L’information est rependue comme une trainée de poudre le matin. Saïd Abdallah est mort !

Mais au pays, personne ne sait pas encore de quel village il est. Il devrait avoir 25 ans en cette période des mangues. On sait peu de chose pour le moment car l’information nous vient de loin. On rapporte seulement aux informations télévisées que les corps de vingtaine de morts ont été retrouvés au large d’une autre île. A la télé, on montrait les images de ce qui devait être l’appareil, que Saïd Abdallah était abord. Un appareil affrété à une compagnie, Arabe pour desservir le pays. Mais ce jour là, l’appareil n’était pas dans son assiette, à dire vrai, cela fait longtemps qu’il accomplissait son devoir contre vents et marées. Plusieurs fois, il subissait les affronts et les indécis de ceux qui l’ont déjà pris. Son état de santé parait-il, était critique. Probablement à cause de son vieil âge car à en croire ses antagonistes, cela fait beaucoup d’années qu’il mène une vie de bâton de chaise en sillonnant le bleu du ciel, la mer et les océans. Mais, on sait peu de chose pour le moment car l’information nous vient de loin.

Saïd Abdallah n'est plus, il a coulé avant l'aube, avant de pouvoir atteindre la rive. Le froid, l’orage, la peur, l’ont probablement ingéré. Le lendemain, les images ont montré les agents de la garde civile, qui partaient faire le décompte des corps, avec l’espoir de retrouver quelques survivants. Mais dans la douleur suprême, l'écume est entrée dans l'enceinte de l'histoire en révélant dans chaque corps l'ultime odyssée du sacrifice et du voyage sans retour. C’est encore incertain. On parle de beaucoup de chose, d’une approche, d'une remise de gaz puis d'une approche nouvelle qui aurait été ratée. L’appareil a emprunté un chemin anormal vers la mer, tout a basculé dans le néant.

Saïd Abdallah a dû nager dans une mer houleuse au milieu des corps et des débris à plusieurs reprises, ingurgiter des litres d'eau, battre des pieds et des mains avant de couler au fond.
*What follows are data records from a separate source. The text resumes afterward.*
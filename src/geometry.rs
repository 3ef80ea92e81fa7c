//! Vector and line helpers shared by the sampler, tracer and normalizer

use nalgebra::Vector3;

/// Coordinate axis selector
#[derive(Debug, Clone, Copy, PartialEq, Eq)]
pub enum Axis {
    X,
    Y,
    Z,
}

impl Axis {
    /// Read this axis' component from a vector
    #[inline]
    pub fn component(self, v: &Vector3<f64>) -> f64 {
        match self {
            Axis::X => v.x,
            Axis::Y => v.y,
            Axis::Z => v.z,
        }
    }

    /// Index into a vector's storage
    #[inline]
    pub fn index(self) -> usize {
        match self {
            Axis::X => 0,
            Axis::Y => 1,
            Axis::Z => 2,
        }
    }
}

/// A directed segment between two points
#[derive(Debug, Clone, Copy, PartialEq)]
pub struct Line3D {
    from: Vector3<f64>,
    to: Vector3<f64>,
    length: f64,
}

impl Line3D {
    pub fn new(from: Vector3<f64>, to: Vector3<f64>) -> Self {
        Self {
            from,
            to,
            length: (to - from).norm(),
        }
    }

    pub fn from(&self) -> Vector3<f64> {
        self.from
    }

    pub fn to(&self) -> Vector3<f64> {
        self.to
    }

    pub fn length(&self) -> f64 {
        self.length
    }

    /// Point at `distance` world units from `from`, walking toward `to`.
    ///
    /// A zero-length line has no direction, so every distance maps to `from`.
    pub fn point_on_line(&self, distance: f64) -> Vector3<f64> {
        if self.length <= f64::EPSILON {
            return self.from;
        }
        self.from + (self.to - self.from) * (distance / self.length)
    }

    /// Point at fraction `t` of the length (0 = `from`, 1 = `to`)
    pub fn point_at_fraction(&self, t: f64) -> Vector3<f64> {
        self.point_on_line(self.length * t)
    }
}

/// Mirror `direction` about the plane with unit normal `normal`.
///
/// Returns `None` when the result is not a usable direction.
pub fn reflect(direction: &Vector3<f64>, normal: &Vector3<f64>) -> Option<Vector3<f64>> {
    let reflected = direction - normal * (2.0 * direction.dot(normal));
    let len = reflected.norm();
    if !len.is_finite() || len <= f64::EPSILON {
        return None;
    }
    Some(reflected)
}

/// Linearly remap `value` from `[in_min, in_max]` to `[out_min, out_max]`
#[inline]
pub fn map_to_range(value: f64, in_min: f64, in_max: f64, out_min: f64, out_max: f64) -> f64 {
    (value - in_min) * (out_max - out_min) / (in_max - in_min) + out_min
}

/// Smallest component along `axis`, `None` for an empty list
pub fn min_axis_value(points: &[Vector3<f64>], axis: Axis) -> Option<f64> {
    points
        .iter()
        .map(|p| axis.component(p))
        .fold(None, |acc, v| match acc {
            Some(m) if m <= v => Some(m),
            _ => Some(v),
        })
}

/// Largest component along `axis`, `None` for an empty list
pub fn max_axis_value(points: &[Vector3<f64>], axis: Axis) -> Option<f64> {
    points
        .iter()
        .map(|p| axis.component(p))
        .fold(None, |acc, v| match acc {
            Some(m) if m >= v => Some(m),
            _ => Some(v),
        })
}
Il s’est battu, il a lutté contre la mort avant de s’incurver dans le bleu profond des eaux. Il n’aura pas une pierre tombale en son nom parce que son corps est toujours relégué dans les eaux de l'oubli. Ses funérailles, son mausolée sont représentés par la prière de l’absent.
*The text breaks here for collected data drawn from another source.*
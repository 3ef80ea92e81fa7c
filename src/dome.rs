//! Canonical dome parameterization

use nalgebra::{UnitQuaternion, Vector3};

use crate::error::CalibrationError;

/// Unit vertices over the upper hemisphere.
///
/// The pole `(0, 1, 0)` comes first, then `num_rings` rings from the pole down
/// to the equator, each with `num_segments` points. Ring `i` is the pole tilted
/// by `i * 90 / (num_rings - 1)` degrees about X; segment `j` turns that by
/// `j * 360 / num_segments` degrees about Y. Ring 0 therefore repeats the pole.
///
/// Downstream files keep this order as the row correspondence key.
pub fn generate_dome_vertices(
    num_rings: usize,
    num_segments: usize,
) -> Result<Vec<Vector3<f64>>, CalibrationError> {
    if num_rings < 2 || num_segments < 1 {
        return Err(CalibrationError::InvalidDomeParameters {
            num_rings,
            num_segments,
        });
    }

    let pole = Vector3::y();
    let delta_phi = 90f64.to_radians() / (num_rings - 1) as f64;
    let delta_theta = 360f64.to_radians() / num_segments as f64;

    let mut vertices = Vec::with_capacity(1 + num_rings * num_segments);
    vertices.push(pole);

    for ring in 0..num_rings {
        let tilt = UnitQuaternion::from_axis_angle(&Vector3::x_axis(), delta_phi * ring as f64);
        let tilted = tilt * pole;
        for segment in 0..num_segments {
            let turn =
                UnitQuaternion::from_axis_angle(&Vector3::y_axis(), delta_theta * segment as f64);
            vertices.push(turn * tilted);
        }
    }

    Ok(vertices)
}

/// Scale unit vertices by the dome radius and move them to its centre
pub fn place_on_dome(
    vertices: &[Vector3<f64>],
    center: &Vector3<f64>,
    radius: f64,
) -> Vec<Vector3<f64>> {
    vertices.iter().map(|v| center + v * radius).collect()
}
Saïd Abdallah n'est plus, il a coulé au large des côtes. Son ultime crime est d'avoir cru jeune à son idée de venir visiter son pays et sa famille. Certains l’ont déconseillé  de ne pas monter sur ce qu’ils appellent « avion poubelle », mais Saïd Abdallah n’imaginait pas le danger et surtout qu’on ne résiste pas à l'invasion des idées lorsqu'on a l'ambition dans le sang. Depuis qu’elle a appris la nouvelle, sa famille est anéantie, dévastée et n'en peut plus. Elle est battue à plate couture par un drame si intense et insupportable. Sa mère pleure tout le temps et s'épanche sur Halima, la petite sœur du défunt. Elle aussi est sous le choc. Elle a tout perdu et son élan de rêve au grand soleil du jour est volé en éclats. Car c’est sur les épaules de ce grand frère que reposait tout son espoir. C’est celui qui devrait prendre en charge de ses études mais surtout de sa maison et de son grand mariage une fois grandit. Sous l’écueil de pierre devant la maison, elle pense, elle pense à son frère unique comme elle pense à ses souvenirs, à ses rêves qu’elle réalisera jamais.

Saïd Abdallah est parti, il a coulé. Il pensait faire son temps en défiant l'usure du temps. Il s'est sacrifié pour tout le monde surtout pour sa mère et aussi pour Mdjana la fille de son oncle. Cet été, était prévue la célébration de leurs fiançailles. Saïd Abdallah a voulu assumer son destin, vivre le jour du grand retour au pays et réalisé une moitié de son rêve. Mais la mer a une écume qui ne décode pas le langage des rêves. Et ce jour là, les dieux du voyage n’ont pas voulu écouter ses prières. Car même devant l'échiquier de la chance, la mer a toujours des mailles de ténèbres qui emprisonnent pour la vie. Dans la télévision, on parle d’un avion spécial transportant des parents et proches des victimes qui se sont rendus dans les lieux pour faire le deuil. Dans les places publiques et les radios, on dénonce le comportement des dirigeants du pays qui ont fait la sourde oreille. Mais au fond, le plus important pour Saïd Abdalla est la prière de l’absent.

Le temps passe, passe et tout le monde attend voir jaillir un jour la vérité de ce drame. A force d'attendre, la mort est devenue dans la tête de chacun un pion qui joue avec le hasard partie d'échec.